> [Exercise instructions] Which of the lines below contain the string "await"? Pull each one out of the data.

(Source records)
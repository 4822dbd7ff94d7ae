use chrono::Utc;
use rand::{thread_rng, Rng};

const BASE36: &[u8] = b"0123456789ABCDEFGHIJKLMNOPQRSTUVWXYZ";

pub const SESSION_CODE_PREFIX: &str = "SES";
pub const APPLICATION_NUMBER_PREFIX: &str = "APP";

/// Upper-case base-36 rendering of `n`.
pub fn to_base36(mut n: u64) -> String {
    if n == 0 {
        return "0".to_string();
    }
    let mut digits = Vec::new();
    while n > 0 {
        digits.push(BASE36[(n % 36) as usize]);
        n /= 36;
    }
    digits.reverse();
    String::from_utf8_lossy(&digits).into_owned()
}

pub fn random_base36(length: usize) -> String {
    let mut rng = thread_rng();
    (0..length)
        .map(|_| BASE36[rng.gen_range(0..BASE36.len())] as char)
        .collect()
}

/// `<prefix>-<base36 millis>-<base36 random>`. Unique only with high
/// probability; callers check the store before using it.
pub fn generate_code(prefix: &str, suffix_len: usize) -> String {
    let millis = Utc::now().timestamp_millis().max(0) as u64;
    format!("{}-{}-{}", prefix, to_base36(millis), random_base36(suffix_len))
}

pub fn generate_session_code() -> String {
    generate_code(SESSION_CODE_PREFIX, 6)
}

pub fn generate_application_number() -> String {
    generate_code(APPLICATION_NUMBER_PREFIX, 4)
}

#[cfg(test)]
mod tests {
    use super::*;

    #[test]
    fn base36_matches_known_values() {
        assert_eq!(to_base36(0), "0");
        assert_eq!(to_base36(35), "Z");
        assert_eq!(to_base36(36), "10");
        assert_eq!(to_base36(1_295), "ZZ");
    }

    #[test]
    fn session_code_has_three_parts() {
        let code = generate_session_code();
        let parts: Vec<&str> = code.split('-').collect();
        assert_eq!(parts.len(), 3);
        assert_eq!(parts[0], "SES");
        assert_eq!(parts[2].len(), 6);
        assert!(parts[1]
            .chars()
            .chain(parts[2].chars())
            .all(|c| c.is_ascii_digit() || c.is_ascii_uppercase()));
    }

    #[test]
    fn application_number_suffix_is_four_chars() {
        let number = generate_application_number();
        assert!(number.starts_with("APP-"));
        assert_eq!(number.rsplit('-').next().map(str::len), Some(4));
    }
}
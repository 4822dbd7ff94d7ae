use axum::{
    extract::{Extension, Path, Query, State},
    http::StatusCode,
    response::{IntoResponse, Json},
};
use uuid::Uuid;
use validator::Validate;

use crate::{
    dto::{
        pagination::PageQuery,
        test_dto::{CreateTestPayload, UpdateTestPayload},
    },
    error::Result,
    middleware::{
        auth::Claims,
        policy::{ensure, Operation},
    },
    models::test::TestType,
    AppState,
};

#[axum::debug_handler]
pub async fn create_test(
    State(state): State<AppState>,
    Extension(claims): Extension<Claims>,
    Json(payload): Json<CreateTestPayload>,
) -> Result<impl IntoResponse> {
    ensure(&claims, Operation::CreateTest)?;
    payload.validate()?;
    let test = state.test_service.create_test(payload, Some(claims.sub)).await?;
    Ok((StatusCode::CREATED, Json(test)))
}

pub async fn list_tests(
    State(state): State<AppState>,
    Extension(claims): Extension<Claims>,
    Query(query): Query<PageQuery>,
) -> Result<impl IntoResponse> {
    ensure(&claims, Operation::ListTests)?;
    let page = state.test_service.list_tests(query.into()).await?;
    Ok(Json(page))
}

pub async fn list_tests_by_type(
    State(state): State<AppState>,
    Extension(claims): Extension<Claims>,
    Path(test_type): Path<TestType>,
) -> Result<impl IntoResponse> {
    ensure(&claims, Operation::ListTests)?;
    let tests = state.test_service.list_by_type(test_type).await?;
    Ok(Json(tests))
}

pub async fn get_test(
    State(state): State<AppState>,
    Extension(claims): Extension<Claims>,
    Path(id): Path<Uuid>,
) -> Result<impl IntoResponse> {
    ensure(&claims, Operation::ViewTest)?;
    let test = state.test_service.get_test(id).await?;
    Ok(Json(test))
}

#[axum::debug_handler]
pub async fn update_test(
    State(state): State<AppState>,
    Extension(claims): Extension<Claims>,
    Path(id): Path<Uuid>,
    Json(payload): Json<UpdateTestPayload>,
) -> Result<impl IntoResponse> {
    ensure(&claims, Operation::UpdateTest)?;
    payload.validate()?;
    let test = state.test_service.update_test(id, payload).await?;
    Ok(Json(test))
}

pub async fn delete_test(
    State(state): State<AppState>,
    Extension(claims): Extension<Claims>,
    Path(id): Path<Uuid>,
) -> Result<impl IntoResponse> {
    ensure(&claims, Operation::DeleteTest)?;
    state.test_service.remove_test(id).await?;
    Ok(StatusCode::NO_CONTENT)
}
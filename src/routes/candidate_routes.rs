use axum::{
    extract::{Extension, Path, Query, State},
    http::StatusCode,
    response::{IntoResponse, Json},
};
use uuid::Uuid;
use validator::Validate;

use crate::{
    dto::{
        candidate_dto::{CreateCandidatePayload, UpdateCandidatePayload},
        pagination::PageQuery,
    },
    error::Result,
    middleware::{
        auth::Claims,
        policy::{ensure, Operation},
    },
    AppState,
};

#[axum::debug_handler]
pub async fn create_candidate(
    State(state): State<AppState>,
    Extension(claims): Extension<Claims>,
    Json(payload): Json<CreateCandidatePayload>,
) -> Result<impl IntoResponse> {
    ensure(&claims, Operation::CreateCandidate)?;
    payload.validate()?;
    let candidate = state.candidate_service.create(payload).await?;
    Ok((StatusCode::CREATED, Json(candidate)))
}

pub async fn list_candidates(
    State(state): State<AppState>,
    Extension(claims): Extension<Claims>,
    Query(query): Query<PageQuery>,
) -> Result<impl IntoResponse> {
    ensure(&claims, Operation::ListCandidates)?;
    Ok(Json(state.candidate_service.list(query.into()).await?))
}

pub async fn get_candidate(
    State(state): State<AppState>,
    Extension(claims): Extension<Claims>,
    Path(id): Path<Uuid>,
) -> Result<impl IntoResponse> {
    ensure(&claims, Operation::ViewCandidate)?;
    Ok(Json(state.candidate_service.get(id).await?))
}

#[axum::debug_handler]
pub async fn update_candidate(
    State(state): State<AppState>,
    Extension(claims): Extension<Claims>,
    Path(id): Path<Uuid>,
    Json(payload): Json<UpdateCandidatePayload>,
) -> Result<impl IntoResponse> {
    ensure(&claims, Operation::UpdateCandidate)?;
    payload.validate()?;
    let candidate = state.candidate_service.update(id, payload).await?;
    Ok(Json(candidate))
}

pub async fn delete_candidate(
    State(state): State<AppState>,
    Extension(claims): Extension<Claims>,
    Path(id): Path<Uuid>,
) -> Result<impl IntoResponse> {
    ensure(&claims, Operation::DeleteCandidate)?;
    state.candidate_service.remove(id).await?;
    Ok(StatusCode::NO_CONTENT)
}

> [Task response]
    let test = state.test_service.create_test(payload, Some(claims.sub)).await?;
    let page = state.test_service.list_tests(query.into()).await?;
    let tests = state.test_service.list_by_type(test_type).await?;
    let test = state.test_service.get_test(id).await?;
    let test = state.test_service.update_test(id, payload).await?;
    state.test_service.remove_test(id).await?;
    let candidate = state.candidate_service.create(payload).await?;
    Ok(Json(state.candidate_service.list(query.into()).await?))
    Ok(Json(state.candidate_service.get(id).await?))
    let candidate = state.candidate_service.update(id, payload).await?;
    state.candidate_service.remove(id).await?;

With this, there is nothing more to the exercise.